-- Opening Marker --
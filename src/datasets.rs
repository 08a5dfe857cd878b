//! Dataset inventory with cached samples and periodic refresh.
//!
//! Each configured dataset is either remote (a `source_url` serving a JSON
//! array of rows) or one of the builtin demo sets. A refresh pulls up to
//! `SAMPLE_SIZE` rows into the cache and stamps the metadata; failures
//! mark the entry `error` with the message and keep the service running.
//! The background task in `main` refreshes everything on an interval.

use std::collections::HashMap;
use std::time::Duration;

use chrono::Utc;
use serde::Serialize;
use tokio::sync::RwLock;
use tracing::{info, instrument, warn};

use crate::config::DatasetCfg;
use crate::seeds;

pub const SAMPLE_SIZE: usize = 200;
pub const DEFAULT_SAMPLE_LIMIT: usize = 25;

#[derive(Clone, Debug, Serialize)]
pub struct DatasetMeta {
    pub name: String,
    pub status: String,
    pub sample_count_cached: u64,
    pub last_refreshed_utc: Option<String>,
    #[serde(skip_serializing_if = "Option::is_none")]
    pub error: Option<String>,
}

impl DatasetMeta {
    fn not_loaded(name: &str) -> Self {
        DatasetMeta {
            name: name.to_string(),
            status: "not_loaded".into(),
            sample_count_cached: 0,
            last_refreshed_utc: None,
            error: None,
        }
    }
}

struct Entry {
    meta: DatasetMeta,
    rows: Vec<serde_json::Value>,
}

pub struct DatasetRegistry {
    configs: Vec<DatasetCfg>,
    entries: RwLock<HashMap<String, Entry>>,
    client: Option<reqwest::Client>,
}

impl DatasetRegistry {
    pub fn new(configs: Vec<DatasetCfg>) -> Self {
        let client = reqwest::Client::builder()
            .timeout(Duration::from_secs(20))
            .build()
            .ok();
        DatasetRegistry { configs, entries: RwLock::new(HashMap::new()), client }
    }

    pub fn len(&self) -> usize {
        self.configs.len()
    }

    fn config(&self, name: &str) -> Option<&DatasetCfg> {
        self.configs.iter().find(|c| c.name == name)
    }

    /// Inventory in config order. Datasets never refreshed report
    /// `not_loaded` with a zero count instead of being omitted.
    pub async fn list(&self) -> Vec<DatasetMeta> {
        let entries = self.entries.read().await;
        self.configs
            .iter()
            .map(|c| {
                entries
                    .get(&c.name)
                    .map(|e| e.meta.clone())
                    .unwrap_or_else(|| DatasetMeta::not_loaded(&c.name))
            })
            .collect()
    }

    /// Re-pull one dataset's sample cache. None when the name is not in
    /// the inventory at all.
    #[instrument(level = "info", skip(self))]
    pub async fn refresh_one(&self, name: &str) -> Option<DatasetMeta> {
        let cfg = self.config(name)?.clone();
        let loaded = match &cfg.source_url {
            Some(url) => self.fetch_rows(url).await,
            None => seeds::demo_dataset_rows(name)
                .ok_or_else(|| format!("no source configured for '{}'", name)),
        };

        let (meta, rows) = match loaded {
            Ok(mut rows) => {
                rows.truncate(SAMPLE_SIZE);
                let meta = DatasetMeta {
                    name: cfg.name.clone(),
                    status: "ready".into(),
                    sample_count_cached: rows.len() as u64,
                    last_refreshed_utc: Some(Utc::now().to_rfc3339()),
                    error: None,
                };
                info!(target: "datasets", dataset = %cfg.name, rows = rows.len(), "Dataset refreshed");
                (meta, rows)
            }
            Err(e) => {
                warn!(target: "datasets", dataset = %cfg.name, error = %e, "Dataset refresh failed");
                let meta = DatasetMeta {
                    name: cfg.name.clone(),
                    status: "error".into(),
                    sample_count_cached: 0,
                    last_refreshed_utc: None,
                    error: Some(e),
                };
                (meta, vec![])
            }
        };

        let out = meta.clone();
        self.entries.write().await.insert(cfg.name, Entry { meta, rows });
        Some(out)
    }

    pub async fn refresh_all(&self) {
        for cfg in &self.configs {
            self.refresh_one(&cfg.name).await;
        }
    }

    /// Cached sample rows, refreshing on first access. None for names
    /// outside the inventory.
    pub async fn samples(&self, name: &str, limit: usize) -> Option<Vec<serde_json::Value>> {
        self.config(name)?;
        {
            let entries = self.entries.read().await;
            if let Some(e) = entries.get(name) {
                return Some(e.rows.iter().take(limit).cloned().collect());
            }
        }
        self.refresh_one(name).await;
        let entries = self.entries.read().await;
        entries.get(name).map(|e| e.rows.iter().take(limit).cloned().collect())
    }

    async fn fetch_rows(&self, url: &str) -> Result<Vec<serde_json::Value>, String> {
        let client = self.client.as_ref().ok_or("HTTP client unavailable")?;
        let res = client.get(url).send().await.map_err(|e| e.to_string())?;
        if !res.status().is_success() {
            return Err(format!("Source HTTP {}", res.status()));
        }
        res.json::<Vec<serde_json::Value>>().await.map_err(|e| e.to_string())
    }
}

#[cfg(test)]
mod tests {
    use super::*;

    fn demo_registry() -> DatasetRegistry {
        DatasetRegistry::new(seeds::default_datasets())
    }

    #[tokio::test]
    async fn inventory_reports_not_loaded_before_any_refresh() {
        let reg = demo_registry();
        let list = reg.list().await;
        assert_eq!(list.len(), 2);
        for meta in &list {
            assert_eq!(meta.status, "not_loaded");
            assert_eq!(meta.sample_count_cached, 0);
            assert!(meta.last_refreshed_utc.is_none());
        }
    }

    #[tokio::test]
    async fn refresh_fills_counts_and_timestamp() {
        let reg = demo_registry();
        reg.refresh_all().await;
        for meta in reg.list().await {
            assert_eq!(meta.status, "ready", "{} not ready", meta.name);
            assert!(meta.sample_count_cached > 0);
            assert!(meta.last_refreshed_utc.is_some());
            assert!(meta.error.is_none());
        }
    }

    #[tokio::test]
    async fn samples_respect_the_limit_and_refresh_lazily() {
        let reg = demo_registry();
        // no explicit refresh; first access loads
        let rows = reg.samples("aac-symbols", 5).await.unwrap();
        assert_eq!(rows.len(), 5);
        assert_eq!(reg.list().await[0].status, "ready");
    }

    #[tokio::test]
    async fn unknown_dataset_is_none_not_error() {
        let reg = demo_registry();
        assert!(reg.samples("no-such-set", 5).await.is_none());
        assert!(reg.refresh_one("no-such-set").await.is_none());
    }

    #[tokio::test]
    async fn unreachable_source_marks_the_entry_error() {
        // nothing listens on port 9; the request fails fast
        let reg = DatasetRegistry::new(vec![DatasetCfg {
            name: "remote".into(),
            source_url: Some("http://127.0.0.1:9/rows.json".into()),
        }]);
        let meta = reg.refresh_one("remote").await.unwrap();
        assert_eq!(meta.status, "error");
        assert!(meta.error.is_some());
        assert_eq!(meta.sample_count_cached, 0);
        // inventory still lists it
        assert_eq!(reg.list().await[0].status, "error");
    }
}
-- Closing Marker --
- [DIRECTIONS FOR THIS TASK]:
All of the material above should be printed again exactly as it is.

- [EXERCISE RESPONSE]:
filename src/datasets.rs
repository 08a5dfe857cd878b
//! Dataset inventory with cached samples and periodic refresh.
//!
//! Each configured dataset is either remote (a `source_url` serving a JSON
//! array of rows) or one of the builtin demo sets. A refresh pulls up to
//! `SAMPLE_SIZE` rows into the cache and stamps the metadata; failures
//! mark the entry `error` with the message and keep the service running.
//! The background task in `main` refreshes everything on an interval.

use std::collections::HashMap;
use std::time::Duration;

use chrono::Utc;
use serde::Serialize;
use tokio::sync::RwLock;
use tracing::{info, instrument, warn};

use crate::config::DatasetCfg;
use crate::seeds;

pub const SAMPLE_SIZE: usize = 200;
pub const DEFAULT_SAMPLE_LIMIT: usize = 25;

#[derive(Clone, Debug, Serialize)]
pub struct DatasetMeta {
    pub name: String,
    pub status: String,
    pub sample_count_cached: u64,
    pub last_refreshed_utc: Option<String>,
    #[serde(skip_serializing_if = "Option::is_none")]
    pub error: Option<String>,
}

impl DatasetMeta {
    fn not_loaded(name: &str) -> Self {
        DatasetMeta {
            name: name.to_string(),
            status: "not_loaded".into(),
            sample_count_cached: 0,
            last_refreshed_utc: None,
            error: None,
        }
    }
}

struct Entry {
    meta: DatasetMeta,
    rows: Vec<serde_json::Value>,
}

pub struct DatasetRegistry {
    configs: Vec<DatasetCfg>,
    entries: RwLock<HashMap<String, Entry>>,
    client: Option<reqwest::Client>,
}

impl DatasetRegistry {
    pub fn new(configs: Vec<DatasetCfg>) -> Self {
        let client = reqwest::Client::builder()
            .timeout(Duration::from_secs(20))
            .build()
            .ok();
        DatasetRegistry { configs, entries: RwLock::new(HashMap::new()), client }
    }

    pub fn len(&self) -> usize {
        self.configs.len()
    }

    fn config(&self, name: &str) -> Option<&DatasetCfg> {
        self.configs.iter().find(|c| c.name == name)
    }

    /// Inventory in config order. Datasets never refreshed report
    /// `not_loaded` with a zero count instead of being omitted.
    pub async fn list(&self) -> Vec<DatasetMeta> {
        let entries = self.entries.read().await;
        self.configs
            .iter()
            .map(|c| {
                entries
                    .get(&c.name)
                    .map(|e| e.meta.clone())
                    .unwrap_or_else(|| DatasetMeta::not_loaded(&c.name))
            })
            .collect()
    }

    /// Re-pull one dataset's sample cache. None when the name is not in
    /// the inventory at all.
    #[instrument(level = "info", skip(self))]
    pub async fn refresh_one(&self, name: &str) -> Option<DatasetMeta> {
        let cfg = self.config(name)?.clone();
        let loaded = match &cfg.source_url {
            Some(url) => self.fetch_rows(url).await,
            None => seeds::demo_dataset_rows(name)
                .ok_or_else(|| format!("no source configured for '{}'", name)),
        };

        let (meta, rows) = match loaded {
            Ok(mut rows) => {
                rows.truncate(SAMPLE_SIZE);
                let meta = DatasetMeta {
                    name: cfg.name.clone(),
                    status: "ready".into(),
                    sample_count_cached: rows.len() as u64,
                    last_refreshed_utc: Some(Utc::now().to_rfc3339()),
                    error: None,
                };
                info!(target: "datasets", dataset = %cfg.name, rows = rows.len(), "Dataset refreshed");
                (meta, rows)
            }
            Err(e) => {
                warn!(target: "datasets", dataset = %cfg.name, error = %e, "Dataset refresh failed");
                let meta = DatasetMeta {
                    name: cfg.name.clone(),
                    status: "error".into(),
                    sample_count_cached: 0,
                    last_refreshed_utc: None,
                    error: Some(e),
                };
                (meta, vec![])
            }
        };

        let out = meta.clone();
        self.entries.write().await.insert(cfg.name, Entry { meta, rows });
        Some(out)
    }

    pub async fn refresh_all(&self) {
        for cfg in &self.configs {
            self.refresh_one(&cfg.name).await;
        }
    }

    /// Cached sample rows, refreshing on first access. None for names
    /// outside the inventory.
    pub async fn samples(&self, name: &str, limit: usize) -> Option<Vec<serde_json::Value>> {
        self.config(name)?;
        {
            let entries = self.entries.read().await;
            if let Some(e) = entries.get(name) {
                return Some(e.rows.iter().take(limit).cloned().collect());
            }
        }
        self.refresh_one(name).await;
        let entries = self.entries.read().await;
        entries.get(name).map(|e| e.rows.iter().take(limit).cloned().collect())
    }

    async fn fetch_rows(&self, url: &str) -> Result<Vec<serde_json::Value>, String> {
        let client = self.client.as_ref().ok_or("HTTP client unavailable")?;
        let res = client.get(url).send().await.map_err(|e| e.to_string())?;
        if !res.status().is_success() {
            return Err(format!("Source HTTP {}", res.status()));
        }
        res.json::<Vec<serde_json::Value>>().await.map_err(|e| e.to_string())
    }
}

#[cfg(test)]
mod tests {
    use super::*;

    fn demo_registry() -> DatasetRegistry {
        DatasetRegistry::new(seeds::default_datasets())
    }

    #[tokio::test]
    async fn inventory_reports_not_loaded_before_any_refresh() {
        let reg = demo_registry();
        let list = reg.list().await;
        assert_eq!(list.len(), 2);
        for meta in &list {
            assert_eq!(meta.status, "not_loaded");
            assert_eq!(meta.sample_count_cached, 0);
            assert!(meta.last_refreshed_utc.is_none());
        }
    }

    #[tokio::test]
    async fn refresh_fills_counts_and_timestamp() {
        let reg = demo_registry();
        reg.refresh_all().await;
        for meta in reg.list().await {
            assert_eq!(meta.status, "ready", "{} not ready", meta.name);
            assert!(meta.sample_count_cached > 0);
            assert!(meta.last_refreshed_utc.is_some());
            assert!(meta.error.is_none());
        }
    }

    #[tokio::test]
    async fn samples_respect_the_limit_and_refresh_lazily() {
        let reg = demo_registry();
        // no explicit refresh; first access loads
        let rows = reg.samples("aac-symbols", 5).await.unwrap();
        assert_eq!(rows.len(), 5);
        assert_eq!(reg.list().await[0].status, "ready");
    }

    #[tokio::test]
    async fn unknown_dataset_is_none_not_error() {
        let reg = demo_registry();
        assert!(reg.samples("no-such-set", 5).await.is_none());
        assert!(reg.refresh_one("no-such-set").await.is_none());
    }

    #[tokio::test]
    async fn unreachable_source_marks_the_entry_error() {
        // nothing listens on port 9; the request fails fast
        let reg = DatasetRegistry::new(vec![DatasetCfg {
            name: "remote".into(),
            source_url: Some("http://127.0.0.1:9/rows.json".into()),
        }]);
        let meta = reg.refresh_one("remote").await.unwrap();
        assert_eq!(meta.status, "error");
        assert!(meta.error.is_some());
        assert_eq!(meta.sample_count_cached, 0);
        // inventory still lists it
        assert_eq!(reg.list().await[0].status, "error");
    }
}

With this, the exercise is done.